Administration of tellurium (Te) in weaning rats causes a well‐established demyelinating neuropathy induced by the inhibition in myelinating Schwann cells (SC) of the synthesis of cholesterol, a major component of the myelin sheath, at the level of squalene epoxidase. We have used this experimental model of Te neuropathy to study the biogenesis and reorganization of the endomembranes of the nuclear envelope and endoplasmic reticulum (ER) in response to Te treatment by ultrastructural analysis and in situ hybridization for the detection of HMG CoA reductase and synthase mRNA, which encode key enzymes in cholesterol synthesis.
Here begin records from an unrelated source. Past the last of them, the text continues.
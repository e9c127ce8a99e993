//! Value types exposed by views.

use serde::Serialize;

/// Debounce state of a view's search input.
#[derive(Debug, Clone, Copy, PartialEq, Eq)]
pub enum ViewPhase {
    /// No commit is waiting.
    Idle,
    /// Typed input is waiting for its quiet period.
    Pending,
}

/// What: Read-only projection of a view at one point in time.
///
/// Inputs: Produced by `View::current`.
///
/// Output: Visible records plus counters for "showing X of Y" and "load more (N)".
#[derive(Debug, Clone, Serialize)]
pub struct ViewSnapshot<'a, T> {
    /// Records in the visible window, in display order.
    pub visible: Vec<&'a T>,
    /// Size of the filtered (and ordered) result.
    pub total_matched: usize,
    /// Matched records not yet visible.
    pub remaining: usize,
    /// Size of the whole collection.
    pub total: usize,
}

impl<T> ViewSnapshot<'_, T> {
    /// Whether "load more" would reveal anything.
    #[must_use]
    pub const fn has_more(&self) -> bool {
        self.remaining > 0
    }
}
The adaptive response of myelinating SC to cholesterol depletion includes cell hypertrophy, the formation of tubular invaginations of proliferating nuclear membranes giving rise to peculiar nuclear inclusions termed crystalloids, and, at the cytoplasmic level, the formation of lamellar bodies of rough ER, proliferation of the smooth ER, and overexpression of HMG CoA reductase and synthase mRNAs. The changes revert after withdrawal of Te treatment. Our results show that the biogenesis and structural organization of both endomembrane systems change dynamically upon Te‐induced cholesterol depletion, indicating that this constituent plays a critical role in the organization of nuclear envelope and ER compartments in SC. The results also suggest that the HMG CoA reductase, an integral membrane protein of ER, provides the signal for the extensive membrane assembly. While the physiological meaning of crystalloid remains to be clarified, the hypertrophy of the smooth ER may represent a cytoprotective mechanism involved in detoxification of the neurotoxic agent or its metabolic derivates. GLIA 29:246–259, 2000. © 2000 Wiley‐Liss, Inc.